Read this handy guide to tea before you head out to the shops for your next box of tea, and maybe this time try something new!
What is tea exactly?
Tea is a flavoured beverage made by pouring boiling water over the dried leaves of the Camellia Sinensis bush. The tea plant grows widely throughout India, China and other areas of the world where there is a warm semi tropical climate with high rainfall.
Teas made from other plants, such as Rooibos, are technically “herbal infusions” and not true teas.
The tea leaves are hand picked and then steamed or dried, aged or fermented to develop different flavour profiles. The longer the leaves are aged, the darker the colour and the flavour of the tea.
All true teas contain tannins and caffeines at different levels, depending on the degree of oxidation.
The 6 main different kinds of tea
1. White tea: wilted and unoxidized leaves
2. Green tea: unwilted and unoxidized
3. Oolong:wilted, bruised and partially oxidised
4. Black tea: wilted and fully oxidised
5. Herbal infusions: technically not true teas, these are dried or fresh infusions from other plants, herbs, flowers and fruit. Popular examples are Rooibos, chamomile, mint and berry ‘teas’. Does not contain caffeine.
Different styles of tea
English breakfast: this is popular blended tea, mostly drunk in the English speaking world. It uses leaves from Assam (India), Sri Lanka and Kenya. Each brand of tea has a special recipe for their blend.
Ceylon tea: this is a black tea from Sri Lanka, formally known as Ceylon. It is a single origin tea.
Darjeeling: this is a black tea grown in the Darjeeling province of India. It has a lighter flavour than other black teas.
Earl Grey: this is a black tea flavoured with oil of bergamot. Bergamot is a citrus fruit, that is very fragrant and fresh smelling.

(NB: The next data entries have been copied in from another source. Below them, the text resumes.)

//! Request/reply transport over TCP
//!
//! Frames are length-prefixed and carry length-prefixed parts: requests are
//! three parts (client id, request id, payload), replies two (request id,
//! payload). The client keeps a pending map keyed by request id; replies
//! can arrive out of order and requests are retried on timeout.

use std::collections::{HashMap, VecDeque};
use std::io;
use std::net::SocketAddr;
use std::sync::atomic::{AtomicU32, AtomicU64, Ordering};
use std::sync::Arc;
use std::time::{Duration, Instant};

use bytes::{BufMut, BytesMut};
use tokio::io::{AsyncRead, AsyncReadExt, AsyncWrite, AsyncWriteExt};
use tokio::net::{TcpListener, TcpStream};
use tokio::sync::{mpsc, oneshot};
use tokio::task::{JoinHandle, JoinSet};

use crate::wire::rand_id;
use crate::DistError;

pub const DEFAULT_REPLY_TIMEOUT_MS: u64 = 30_000;
pub const DEFAULT_MAX_RETRIES: u32 = 10;

/// Upper bound on one frame, caps allocation on corrupt length prefixes.
const MAX_FRAME: usize = 1 << 30;

/// Reconnect/expiry tick while disconnected with work queued.
const RECONNECT_TICK: Duration = Duration::from_millis(200);

fn strip_scheme(endpoint: &str) -> &str {
    endpoint.strip_prefix("tcp://").unwrap_or(endpoint)
}

// ============================================================================
// FRAMING
// ============================================================================

pub(crate) async fn write_frame<W: AsyncWrite + Unpin>(
    writer: &mut W,
    parts: &[&[u8]],
) -> io::Result<()> {
    let total: usize = 1 + parts.iter().map(|p| 4 + p.len()).sum::<usize>();
    let mut buf = BytesMut::with_capacity(4 + total);
    buf.put_u32_le(total as u32);
    buf.put_u8(parts.len() as u8);
    for part in parts {
        buf.put_u32_le(part.len() as u32);
        buf.put_slice(part);
    }
    writer.write_all(&buf).await
}

/// Read one frame; `None` on clean end of stream.
pub(crate) async fn read_frame<R: AsyncRead + Unpin>(
    reader: &mut R,
) -> io::Result<Option<Vec<Vec<u8>>>> {
    let mut len_buf = [0u8; 4];
    match reader.read_exact(&mut len_buf).await {
        Ok(_) => {}
        Err(e) if e.kind() == io::ErrorKind::UnexpectedEof => return Ok(None),
        Err(e) => return Err(e),
    }
    let total = u32::from_le_bytes(len_buf) as usize;
    if total == 0 || total > MAX_FRAME {
        return Err(io::Error::new(
            io::ErrorKind::InvalidData,
            format!("bad frame length {total}"),
        ));
    }
    let mut body = vec![0u8; total];
    reader.read_exact(&mut body).await?;

    let nparts = body[0] as usize;
    let mut parts = Vec::with_capacity(nparts);
    let mut offset = 1;
    for _ in 0..nparts {
        if offset + 4 > body.len() {
            return Err(io::Error::new(io::ErrorKind::InvalidData, "bad frame part"));
        }
        let len =
            u32::from_le_bytes([body[offset], body[offset + 1], body[offset + 2], body[offset + 3]])
                as usize;
        offset += 4;
        if offset + len > body.len() {
            return Err(io::Error::new(io::ErrorKind::InvalidData, "bad frame part"));
        }
        parts.push(body[offset..offset + len].to_vec());
        offset += len;
    }
    if offset != body.len() {
        return Err(io::Error::new(
            io::ErrorKind::InvalidData,
            "trailing bytes in frame",
        ));
    }
    Ok(Some(parts))
}

// ============================================================================
// SERVER
// ============================================================================

/// Handler for one request payload; `None` drops the message without reply.
pub type ServerCallback = Arc<dyn Fn(&[u8]) -> Option<Vec<u8>> + Send + Sync>;

/// Listening side of the request/reply pair. One task per connection.
pub struct ReqRepServer {
    local_addr: SocketAddr,
    accept: JoinHandle<()>,
}

impl ReqRepServer {
    /// Bind to `endpoint` (`host:port` or `tcp://host:port`), or to an
    /// ephemeral port on all interfaces when `None`.
    pub async fn bind(endpoint: Option<&str>, callback: ServerCallback) -> Result<Self, DistError> {
        let addr = endpoint.map_or("0.0.0.0:0", strip_scheme);
        let listener = TcpListener::bind(addr).await?;
        let local_addr = listener.local_addr()?;
        tracing::info!("reqrep server bound to tcp://{}", local_addr);

        let accept = tokio::spawn(async move {
            let mut connections = JoinSet::new();
            loop {
                while connections.try_join_next().is_some() {}
                match listener.accept().await {
                    Ok((stream, _)) => {
                        let callback = Arc::clone(&callback);
                        connections.spawn(handle_connection(stream, callback));
                    }
                    Err(e) => tracing::warn!("reqrep server accept failed: {}", e),
                }
            }
        });

        Ok(Self { local_addr, accept })
    }

    pub fn local_addr(&self) -> SocketAddr {
        self.local_addr
    }

    pub fn endpoint(&self) -> String {
        format!("tcp://{}", self.local_addr)
    }
}

impl Drop for ReqRepServer {
    fn drop(&mut self) {
        self.accept.abort();
    }
}

async fn handle_connection(mut stream: TcpStream, callback: ServerCallback) {
    loop {
        let parts = match read_frame(&mut stream).await {
            Ok(Some(parts)) => parts,
            Ok(None) => return,
            Err(e) => {
                tracing::warn!("reqrep server read error: {}", e);
                return;
            }
        };
        if parts.len() != 3 {
            tracing::warn!(
                "reqrep server got invalid request ({} parts instead of 3)",
                parts.len()
            );
            continue;
        }
        match callback(&parts[2]) {
            Some(reply) => {
                if let Err(e) = write_frame(&mut stream, &[&parts[1], &reply]).await {
                    tracing::warn!("reqrep server failed sending reply: {}", e);
                    return;
                }
            }
            None => tracing::warn!("reqrep server: reply was not sent in callback"),
        }
    }
}

// ============================================================================
// CLIENT
// ============================================================================

struct QueueItem {
    msg: Vec<u8>,
    done: oneshot::Sender<Result<Vec<u8>, DistError>>,
    retries: u32,
}

struct Pending {
    item: QueueItem,
    sent: Instant,
}

/// Requesting side: submits framed requests, matches replies by request id,
/// retries on timeout, round-robins over endpoints on connect failure.
pub struct ReqRepClient {
    tx: mpsc::UnboundedSender<QueueItem>,
    reply_timeout_ms: Arc<AtomicU64>,
    max_retries: Arc<AtomicU32>,
}

impl ReqRepClient {
    /// Must be called from within a tokio runtime.
    pub fn new(max_concurrent_requests: usize, endpoints: Vec<String>) -> Self {
        let (tx, rx) = mpsc::unbounded_channel();
        let reply_timeout_ms = Arc::new(AtomicU64::new(DEFAULT_REPLY_TIMEOUT_MS));
        let max_retries = Arc::new(AtomicU32::new(DEFAULT_MAX_RETRIES));
        tokio::spawn(run_client(
            rx,
            endpoints,
            Arc::clone(&reply_timeout_ms),
            Arc::clone(&max_retries),
            max_concurrent_requests,
        ));
        Self {
            tx,
            reply_timeout_ms,
            max_retries,
        }
    }

    /// Send one request and wait for its reply (or retry exhaustion).
    pub async fn request(&self, msg: Vec<u8>) -> Result<Vec<u8>, DistError> {
        let (done, rx) = oneshot::channel();
        self.tx
            .send(QueueItem {
                msg,
                done,
                retries: 0,
            })
            .map_err(|_| DistError::Terminated)?;
        rx.await.map_err(|_| DistError::Terminated)?
    }

    pub fn set_reply_timeout_ms(&self, timeout: u64) {
        self.reply_timeout_ms.store(timeout, Ordering::Relaxed);
    }

    pub fn set_max_retries(&self, count: u32) {
        self.max_retries.store(count, Ordering::Relaxed);
    }
}

enum Event {
    NewItem(Option<QueueItem>),
    Read(io::Result<Option<Vec<Vec<u8>>>>),
    Tick,
}

async fn run_client(
    mut rx: mpsc::UnboundedReceiver<QueueItem>,
    endpoints: Vec<String>,
    reply_timeout_ms: Arc<AtomicU64>,
    max_retries: Arc<AtomicU32>,
    max_concurrent: usize,
) {
    let client_id = rand_id(8);
    let mut endpoint_idx = 0usize;
    let mut stream: Option<TcpStream> = None;
    let mut queue: VecDeque<QueueItem> = VecDeque::new();
    let mut pending: HashMap<String, Pending> = HashMap::new();

    if endpoints.is_empty() {
        tracing::warn!("no endpoints set for reqrep client, requests will stall");
    }

    loop {
        // (Re)connect when there is work to move.
        if stream.is_none()
            && !endpoints.is_empty()
            && !(queue.is_empty() && pending.is_empty())
        {
            let endpoint = &endpoints[endpoint_idx % endpoints.len()];
            endpoint_idx += 1;
            match tokio::time::timeout(
                Duration::from_secs(5),
                TcpStream::connect(strip_scheme(endpoint)),
            )
            .await
            {
                Ok(Ok(s)) => {
                    tracing::info!("reqrep client connected to {}", endpoint);
                    stream = Some(s);
                }
                Ok(Err(e)) => {
                    tracing::warn!("reqrep client cannot connect to {}: {}", endpoint, e)
                }
                Err(_) => tracing::warn!("reqrep client connect to {} timed out", endpoint),
            }
        }

        // Send while the in-flight cap allows.
        while stream.is_some() && pending.len() < max_concurrent && !queue.is_empty() {
            let item = queue.pop_front().unwrap();
            // Each attempt gets a fresh request id.
            let id = rand_id(8);
            let writer = stream.as_mut().unwrap();
            match write_frame(writer, &[client_id.as_bytes(), id.as_bytes(), &item.msg]).await {
                Ok(()) => {
                    pending.insert(
                        id,
                        Pending {
                            item,
                            sent: Instant::now(),
                        },
                    );
                }
                Err(e) => {
                    tracing::warn!("reqrep client error sending data: {}", e);
                    queue.push_front(item);
                    stream = None;
                    break;
                }
            }
        }

        // Earliest deadline: oldest in-flight request, or a reconnect tick.
        let timeout = Duration::from_millis(reply_timeout_ms.load(Ordering::Relaxed));
        let mut deadline: Option<Instant> = pending.values().map(|p| p.sent + timeout).min();
        if stream.is_none() && !(queue.is_empty() && pending.is_empty()) {
            let tick = Instant::now() + RECONNECT_TICK;
            deadline = Some(deadline.map_or(tick, |d| d.min(tick)));
        }

        let event = tokio::select! {
            item = rx.recv() => Event::NewItem(item),
            frame = async {
                match stream.as_mut() {
                    Some(s) => read_frame(s).await,
                    None => std::future::pending().await,
                }
            } => Event::Read(frame),
            _ = async { tokio::time::sleep_until(deadline.unwrap().into()).await },
                if deadline.is_some() => Event::Tick,
        };

        match event {
            Event::NewItem(Some(item)) => queue.push_back(item),
            Event::NewItem(None) => return,
            Event::Read(Ok(Some(parts))) if parts.len() == 2 => {
                let id = String::from_utf8_lossy(&parts[0]).into_owned();
                match pending.remove(&id) {
                    Some(p) => {
                        let _ = p.item.done.send(Ok(parts[1].clone()));
                    }
                    None => {
                        tracing::warn!("reqrep client has no request with id '{}', ignoring", id)
                    }
                }
            }
            Event::Read(Ok(Some(parts))) => tracing::warn!(
                "reqrep client got invalid reply ({} parts instead of 2)",
                parts.len()
            ),
            Event::Read(Ok(None)) => {
                tracing::warn!("reqrep client connection closed by server");
                stream = None;
            }
            Event::Read(Err(e)) => {
                tracing::warn!("reqrep client read error: {}", e);
                stream = None;
            }
            Event::Tick => {}
        }

        // Requeue expired requests, fail them past the retry budget.
        let now = Instant::now();
        let retries_allowed = max_retries.load(Ordering::Relaxed);
        let expired: Vec<String> = pending
            .iter()
            .filter(|(_, p)| p.sent + timeout <= now)
            .map(|(id, _)| id.clone())
            .collect();
        for id in expired {
            let mut p = pending.remove(&id).unwrap();
            if p.item.retries < retries_allowed {
                p.item.retries += 1;
                tracing::warn!(
                    "reqrep client timeout {} for request '{}'",
                    p.item.retries,
                    id
                );
                queue.push_back(p.item);
            } else {
                let _ = p.item.done.send(Err(DistError::MaxRetries));
            }
        }
    }
}

// ============================================================================
// TESTS
// ============================================================================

Rooibos: is a herbal tea made from the leaved of the fynbos plant Aspalathus linearis, indigenous to southern South Africa. It makes a red tea that has gentle honey flavour.
Chamomile: a herbal infusion made from dired chamomile flowers. It makes a light yellow drink, which has no caffeine and is believed to aid sleep, relaxation and digestion.
Mint tea: this herbal infusion is either made from dried, crushed mint leaves or from fresh picked leaves. The dried leaves make a stronger, darker flavoured beverage that is believed to settle your digestion after a heavy meal.
Is it milk first or tea first?
Ah the age old question. Well, really it depends on how you like your tea. Many tea lovers choose not to take milk in their tea at all, while some will only drink tea with milk added.
Historically, it was a question of the quality of your tea set that determined the way you poured your tea. Expensive porcelain tea sets were liable to crack if you poured the hot tea in directly, so the milk was added first to prevent this.
Pouring milk first became a more upper class way of making tea, that gradually was adopted and continues to this day despite there being no practical reason for it. It really just is a matter of taste!